The project will address the immediate needs in response to COVID-19 such as training for emergency care doctors, nurses and paramedical staff; purchase of medical and laboratory equipment and supplies as well as build COVID-19 diagnostic capacity in Ulaanbaatar and all provinces. It will also rehabilitate health facilities; institute infection control measures and training across health facilities; and support public health information and communication campaigns for disease prevention and management.
Although community transmission has not been reported in Mongolia, the country remains at high risk for COVID-19 outbreak spread. The government has made addressing the COVID-19 pandemic an immediate priority.
“The global COVID-19 pandemic clearly calls for strengthening the preparedness and resilience of health systems to respond to such crisis situations,” said Andrei Mikhnev, World Bank Country Manager for Mongolia. “This emergency operation will not only provide immediate support to address the COVID-19 pandemic, but will also benefit Mongolia’s health sector in the longer term to become more resilient to future health emergencies.”

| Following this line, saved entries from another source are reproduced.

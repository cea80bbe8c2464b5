//! JSON array of report objects.
//!
//! Fields are pulled out key by key against their declared kind rather than
//! deserialised into a struct, so every mismatch surfaces as a parse error
//! naming the offending object and key.
//!
//! `request-time` is normally a numeric epoch in milliseconds here, unlike
//! the other two formats which carry canonical time text. Text is accepted
//! as well and decoded the usual way.

use std::io::BufRead;

use report_core::error::{ReportError, Result};
use report_core::models::{FieldKind, Report, ReportBuilder, ReportField, SourceFormat};
use report_core::time_utils::TimeCodec;
use serde_json::{Map, Value};

use crate::reader::{ReportParser, FIELD_COUNT};

/// Parser for the object-notation input.
#[derive(Debug, Clone, Copy, Default)]
pub struct ObjectNotationParser {
    codec: TimeCodec,
}

impl ObjectNotationParser {
    pub fn new(codec: TimeCodec) -> Self {
        Self { codec }
    }

    fn parse_object(&self, item: &Value, location: &str) -> Result<Report> {
        let object = item.as_object().ok_or_else(|| {
            ReportError::parse(
                Self::FORMAT,
                location,
                format!("expected an object, found {}", json_type(item)),
            )
        })?;

        if object.len() != FIELD_COUNT {
            return Err(ReportError::parse(
                Self::FORMAT,
                location,
                format!("expected {} keys, found {}", FIELD_COUNT, object.len()),
            ));
        }

        self.extract(object, location)
            .map_err(|e| e.in_source(Self::FORMAT, location))
    }

    fn extract(&self, object: &Map<String, Value>, location: &str) -> Result<Report> {
        let mut builder = ReportBuilder::new();

        for (key, value) in object {
            let field = ReportField::from_key(key).ok_or_else(|| {
                ReportError::parse(Self::FORMAT, location, format!("unexpected key \"{}\"", key))
            })?;

            match (field.kind(), value) {
                (FieldKind::Count, Value::Number(n)) => {
                    let count = n
                        .as_u64()
                        .and_then(|v| u32::try_from(v).ok())
                        .ok_or_else(|| {
                            ReportError::invalid_field(
                                field,
                                format!("{} is not a non-negative integer count", n),
                            )
                        })?;
                    builder.set_count(field, count)?;
                }
                (FieldKind::Time, Value::Number(n)) => {
                    let epoch = n
                        .as_i64()
                        .filter(|ms| self.codec.is_representable(*ms))
                        .ok_or_else(|| {
                            ReportError::invalid_field(
                                field,
                                format!(
                                    "{} is not an epoch in milliseconds within years 0000-9999",
                                    n
                                ),
                            )
                        })?;
                    builder.set_request_time(epoch)?;
                }
                (FieldKind::Time | FieldKind::Text | FieldKind::Address, Value::String(s)) => {
                    builder.set_text(field, s, &self.codec)?;
                }
                (kind, other) => {
                    return Err(ReportError::invalid_field(
                        field,
                        format!("expected {}, found {}", expected(kind), json_type(other)),
                    ));
                }
            }
        }

        builder.build()
    }
}

impl ReportParser for ObjectNotationParser {
    const FORMAT: SourceFormat = SourceFormat::ObjectNotation;

    fn parse<R: BufRead>(&self, reader: R) -> Result<Vec<Report>> {
        let document: Value = serde_json::from_reader(reader).map_err(json_error)?;

        let items = match document {
            Value::Array(items) => items,
            other => {
                return Err(ReportError::parse(
                    Self::FORMAT,
                    "document root",
                    format!("expected an array of reports, found {}", json_type(&other)),
                ));
            }
        };

        items
            .iter()
            .enumerate()
            .map(|(index, item)| self.parse_object(item, &format!("object {}", index + 1)))
            .collect()
    }
}

fn expected(kind: FieldKind) -> &'static str {
    match kind {
        FieldKind::Count => "a number",
        FieldKind::Time => "a number or a timestamp string",
        FieldKind::Text | FieldKind::Address => "a string",
    }
}

fn json_type(value: &Value) -> &'static str {
    match value {
        Value::Null => "null",
        Value::Bool(_) => "a boolean",
        Value::Number(_) => "a number",
        Value::String(_) => "a string",
        Value::Array(_) => "an array",
        Value::Object(_) => "an object",
    }
}

fn json_error(err: serde_json::Error) -> ReportError {
    if err.is_io() {
        return ReportError::Io(err.into());
    }
    ReportError::parse(
        SourceFormat::ObjectNotation,
        format!("line {} column {}", err.line(), err.column()),
        err.to_string(),
    )
}

// ── Tests ─────────────────────────────────────────────────────────────────────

The project funding comprises a US$13.1 million credit from the International Development Association (IDA) and a $13.8 million credit from the International Bank for Reconstruction and Development (IBRD), allocated as part of the World Bank Group’s $14 billion COVID-19 fast-track financing package. Retroactive financing up to US$4.2 million of the total amount will be available for eligible expenditures incurred by the government from January 1, 2020.
World Bank Group COVID-19 Response
The World Bank Group is rolling out a $14 billion fast-track package to strengthen the COVID-19 response in developing countries and shorten the time to recovery. The immediate response includes financing, policy advice, and technical assistance to help countries cope with the health and economic impacts of the pandemic. The IFC is providing $8 billion in financing to help private companies affected by the pandemic and preserve jobs. IBRD and IDA are making an initial US$6 billion available for the health response. As countries need broader support, the World Bank Group will deploy up to $160 billion over 15 months to protect the poor and vulnerable, support businesses, and bolster economic recovery.